Age effects were seen chiefly with the type II myofibers. Type II myofibers are fast-twitch muscle fibers and rely primarily on glycolytic energy. Thus, type II fibers are used for anaerobic activity like sprinting or lifting weights. No age effects were observed in the Type I fibers, which are slow-twitch, oxidative and used for aerobic activities like standing, walking and endurance running. The Type II myofiber area was found to be significantly larger in the young males after retraining. No age effect in myofiber area following retraining was found in the Type I myofibers. A similar result was observed with Pax7+ stem cells per muscle fiber. The age related effect in Pax7+ stem cells per myofiber following retraining was only observed in the Type II fibers. Young males were observed at 3 days and 4 weeks into the retraining program to have significantly higher amounts of Pax7+ stem cells per type II fiber than the older males. However, the young males did significantly increase Pax7+ cells per Type I fiber over the course of the retraining program, just not significantly compared to the older males. The figure below highlights the changes in Pax7+ cells per type I myofiber and type II myofiber over the course of the study.
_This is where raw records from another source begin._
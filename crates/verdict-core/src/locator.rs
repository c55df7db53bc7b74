//! Find the verdict comment previously published on a pull request

use futures::TryStreamExt;
use verdict_report::contains_marker;

use crate::api::{comment_stream, CommentApi};
use crate::obs;
use crate::pr::{CommentId, PullRequestRef};
use crate::Result;

/// Outcome of a full scan of the comment listing.
#[derive(Debug, Clone, Default, PartialEq, Eq)]
pub struct Located {
    /// First verdict comment in listing order
    pub first: Option<CommentId>,
    /// Further verdict comments; non-empty only if an earlier race duplicated it
    pub duplicates: Vec<CommentId>,
    /// Number of comments inspected
    pub scanned: usize,
}

/// Return the id of the first comment carrying the verdict marker.
///
/// Stops listing as soon as a match is seen. "Not found" is `Ok(None)`;
/// listing failures are errors, never "not found".
pub async fn find_existing<A>(api: &A, pr: &PullRequestRef) -> Result<Option<CommentId>>
where
    A: CommentApi + ?Sized,
{
    let mut verdicts = Box::pin(
        comment_stream(api, pr).try_filter(|c| futures::future::ready(contains_marker(&c.body))),
    );
    Ok(verdicts.try_next().await?.map(|c| c.id))
}

/// Scan the whole listing, keeping the first verdict comment and recording
/// any duplicates so they can be reported.
pub async fn locate<A>(api: &A, pr: &PullRequestRef) -> Result<Located>
where
    A: CommentApi + ?Sized,
{
    let mut comments = Box::pin(comment_stream(api, pr));
    let mut located = Located::default();

    while let Some(comment) = comments.try_next().await? {
        located.scanned += 1;
        if !contains_marker(&comment.body) {
            continue;
        }
        if located.first.is_none() {
            located.first = Some(comment.id);
        } else {
            located.duplicates.push(comment.id);
        }
    }

    obs::emit_locate_finished(pr, located.scanned, located.first.as_ref());
    if let Some(kept) = &located.first {
        if !located.duplicates.is_empty() {
            obs::emit_ambiguous_verdicts(pr, kept, &located.duplicates);
        }
    }
    Ok(located)
}
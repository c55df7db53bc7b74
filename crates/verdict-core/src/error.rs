//! Error types for verdict-core

use thiserror::Error;
use verdict_report::ReportError;

/// Collaborator call that failed.
#[derive(Debug, Clone, Copy, PartialEq, Eq, Hash)]
pub enum Operation {
    ListComments,
    CreateComment,
    UpdateComment,
}

impl std::fmt::Display for Operation {
    fn fmt(&self, f: &mut std::fmt::Formatter<'_>) -> std::fmt::Result {
        let name = match self {
            Operation::ListComments => "list comments",
            Operation::CreateComment => "create comment",
            Operation::UpdateComment => "update comment",
        };
        write!(f, "{}", name)
    }
}

/// Errors that abort a verdict run.
#[derive(Error, Debug)]
pub enum VerdictError {
    /// Report rejected before any network call
    #[error("Invalid build report: {0}")]
    Input(#[from] ReportError),

    /// Network failure, non-success status or undecodable response
    #[error("Failed to {operation} on {target}: {reason}")]
    Transport {
        operation: Operation,
        target: String,
        reason: String,
    },

    /// Credential missing or rejected
    #[error("Authorization failed for {target}: {reason} (check the token and that it may write issue comments)")]
    Authorization { target: String, reason: String },

    /// Client could not be configured
    #[error("Invalid configuration: {0}")]
    Config(String),
}

impl VerdictError {
    pub fn transport(operation: Operation, target: impl ToString, reason: impl Into<String>) -> Self {
        VerdictError::Transport {
            operation,
            target: target.to_string(),
            reason: reason.into(),
        }
    }

    /// True for every failure talking to the collaborator, authorization included.
    pub fn is_transport(&self) -> bool {
        matches!(
            self,
            VerdictError::Transport { .. } | VerdictError::Authorization { .. }
        )
    }

    pub fn is_authorization(&self) -> bool {
        matches!(self, VerdictError::Authorization { .. })
    }
}

/// Result type for verdict operations
pub type Result<T> = std::result::Result<T, VerdictError>;
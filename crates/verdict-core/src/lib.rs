//! Verdict Core: one verdict comment per pull request
//!
//! Publishes a rendered build report as a pull-request comment and keeps it
//! unique across runs by updating the previous verdict in place.
//!
//! - `CommentApi`: collaborator trait (list / create / update comments)
//! - `GitHubClient`: GitHub REST implementation (reqwest)
//! - `locator`: finds the existing verdict comment by its marker
//! - `publisher`: issues exactly one create or update
//! - `flow`: the sequential locate-then-publish run
//!
//! No state is kept between runs; which comment exists is rediscovered each time.

pub mod api;
pub mod config;
pub mod error;
pub mod fakes;
pub mod flow;
pub mod github;
pub mod locator;
pub mod obs;
pub mod pr;
pub mod publisher;
pub mod telemetry;

pub use api::{comment_stream, CommentApi};
pub use config::GitHubConfig;
pub use error::{Operation, Result, VerdictError};
pub use flow::{publish_rendered, publish_verdict};
pub use github::GitHubClient;
pub use locator::{find_existing, locate, Located};
pub use pr::{CommentId, CommentPage, PullRequestRef, RemoteComment};
pub use publisher::{publish, PublishAction, Published};
pub use telemetry::init_tracing;

/// Verdict core version
pub const VERSION: &str = env!("CARGO_PKG_VERSION");
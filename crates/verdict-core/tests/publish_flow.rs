//! End-to-end verdict runs against the in-memory comment API.

use rand::rngs::StdRng;
use rand::SeedableRng;
use verdict_core::fakes::MemoryCommentApi;
use verdict_core::{publish_verdict, PublishAction, PullRequestRef};
use verdict_report::{contains_marker, BuildInfo, BuildReport, Finding, Tier};

fn pr() -> PullRequestRef {
    PullRequestRef::new("owner", "repo", 7)
}

fn report(coverage: f64, warnings: Vec<Finding>, errors: Vec<Finding>) -> BuildReport {
    BuildReport::new(BuildInfo::new("MockApp", "1.0.0", "100"), warnings, errors, coverage)
        .expect("valid report")
}

fn verdicts(api: &MemoryCommentApi) -> Vec<String> {
    api.comments(&pr())
        .into_iter()
        .map(|c| c.body)
        .filter(|body| contains_marker(body))
        .collect()
}

/// First run on a pull request with no comments creates the verdict.
#[tokio::test]
async fn test_first_run_creates_comment() {
    let api = MemoryCommentApi::new();
    let mut rng = StdRng::seed_from_u64(1);

    let published = publish_verdict(&api, &pr(), &report(96.0, vec![], vec![]), &mut rng)
        .await
        .expect("publish failed");

    assert_eq!(published.action, PublishAction::Created);
    let comments = api.comments(&pr());
    assert_eq!(comments.len(), 1);
    assert_eq!(comments[0].id, published.comment_id);

    let body = &comments[0].body;
    assert!(contains_marker(body));
    assert!(body.contains("96"));
    assert!(!body.contains("Errors"));
    assert!(!body.contains("Warnings"));
    assert!(Tier::High.decorations().iter().any(|url| body.contains(url)));
}

/// Second run finds the earlier verdict and rewrites it in place.
#[tokio::test]
async fn test_second_run_updates_same_comment() {
    let api = MemoryCommentApi::new();
    let mut rng = StdRng::seed_from_u64(2);

    let first = publish_verdict(&api, &pr(), &report(96.0, vec![], vec![]), &mut rng)
        .await
        .expect("first run failed");

    let failing = report(42.0, vec![], vec![Finding::new("boom").at("/x.ext")]);
    let second = publish_verdict(&api, &pr(), &failing, &mut rng)
        .await
        .expect("second run failed");

    assert_eq!(second.action, PublishAction::Updated);
    assert_eq!(second.comment_id, first.comment_id);

    let comments = api.comments(&pr());
    assert_eq!(comments.len(), 1, "comment count must stay at one");
    let body = &comments[0].body;
    assert!(body.contains("### 🚨 Errors: **1 Found**"));
    assert!(body.contains("boom"));
    assert!(body.contains("`/x.ext`"));
    assert!(Tier::Low.decorations().iter().any(|url| body.contains(url)));
    assert_eq!(api.create_calls(), 1);
    assert_eq!(api.update_calls(), 1);
}

/// Running twice converges on one verdict reflecting the latest report.
#[tokio::test]
async fn test_idempotent_convergence() {
    let api = MemoryCommentApi::new();
    api.seed(&pr(), "Thanks for the PR!");
    let mut rng = StdRng::seed_from_u64(3);

    for coverage in [70.0, 85.5, 85.5] {
        publish_verdict(&api, &pr(), &report(coverage, vec![], vec![]), &mut rng)
            .await
            .expect("publish failed");
    }

    let verdicts = verdicts(&api);
    assert_eq!(verdicts.len(), 1);
    assert!(verdicts[0].contains("85.5%"));
    assert_eq!(api.comments(&pr()).len(), 2, "human comment is untouched");
}

/// Verdict located on a later page is still reused.
#[tokio::test]
async fn test_verdict_on_later_page_is_updated() {
    let api = MemoryCommentApi::new().with_page_size(3);
    for i in 0..7 {
        api.seed(&pr(), &format!("review comment {i}"));
    }
    let existing = api.seed(&pr(), "## Verdict ⚖️\n\nstale");
    api.seed(&pr(), "one more");

    let published = publish_verdict(
        &api,
        &pr(),
        &report(55.0, vec![Finding::new("deprecated")], vec![]),
        &mut StdRng::seed_from_u64(4),
    )
    .await
    .expect("publish failed");

    assert_eq!(published.comment_id, existing);
    assert_eq!(published.action, PublishAction::Updated);
    assert_eq!(api.create_calls(), 0);
}

/// Duplicates left by a past race: the first is updated, the rest are left alone.
#[tokio::test]
async fn test_duplicate_verdicts_update_first() {
    let api = MemoryCommentApi::new();
    let first = api.seed(&pr(), "## Verdict ⚖️ from run A");
    let second = api.seed(&pr(), "## Verdict ⚖️ from run B");

    let published = publish_verdict(
        &api,
        &pr(),
        &report(90.0, vec![], vec![]),
        &mut StdRng::seed_from_u64(5),
    )
    .await
    .expect("publish failed");

    assert_eq!(published.comment_id, first);
    let comments = api.comments(&pr());
    assert_eq!(comments.len(), 2);
    assert_eq!(comments[1].id, second);
    assert_eq!(comments[1].body, "## Verdict ⚖️ from run B");
}

/// Verdicts on different pull requests are independent.
#[tokio::test]
async fn test_pull_requests_are_isolated() {
    let api = MemoryCommentApi::new();
    let other = PullRequestRef::new("owner", "repo", 8);
    let mut rng = StdRng::seed_from_u64(6);

    publish_verdict(&api, &pr(), &report(10.0, vec![], vec![]), &mut rng)
        .await
        .expect("publish failed");
    let on_other = publish_verdict(&api, &other, &report(10.0, vec![], vec![]), &mut rng)
        .await
        .expect("publish failed");

    assert_eq!(on_other.action, PublishAction::Created);
    assert_eq!(api.comments(&pr()).len(), 1);
    assert_eq!(api.comments(&other).len(), 1);
}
A number of growth factors that play a role in regulating muscle growth were looked at. These included insulin-like growth factor-1, MyoD1, hepatocyte growth factor, fibroblast growth factors, cyclin inhibitors and myostatin. Growth factor expression was measured and quantified using mRNA levels in the muscle biopsies. Only myostatin showed a significant age effect. Three days into the retraining program, the young males showed significantly depressed levels of myostatin relative to their older counterparts. Recall that myostatin is a negative regulator of muscle growth. Therefore, having a reduced amount of myostatin would facilitate muscle regeneration. As an aside, myostatin inhibitors have been looked at for their potential use as a therapy for muscle dystrophy and an illegal mechanism for increasing muscle mass in competitive athletes.
In summary, it appears that there are age-related physiological differences in recovering from muscle atrophy. During retraining from muscle immobilization, young males showed an enlargement in Type II muscle fiber area, an increase in Pax7+ stem cell localization with Type II myofibers and down regulation in myostatin expression.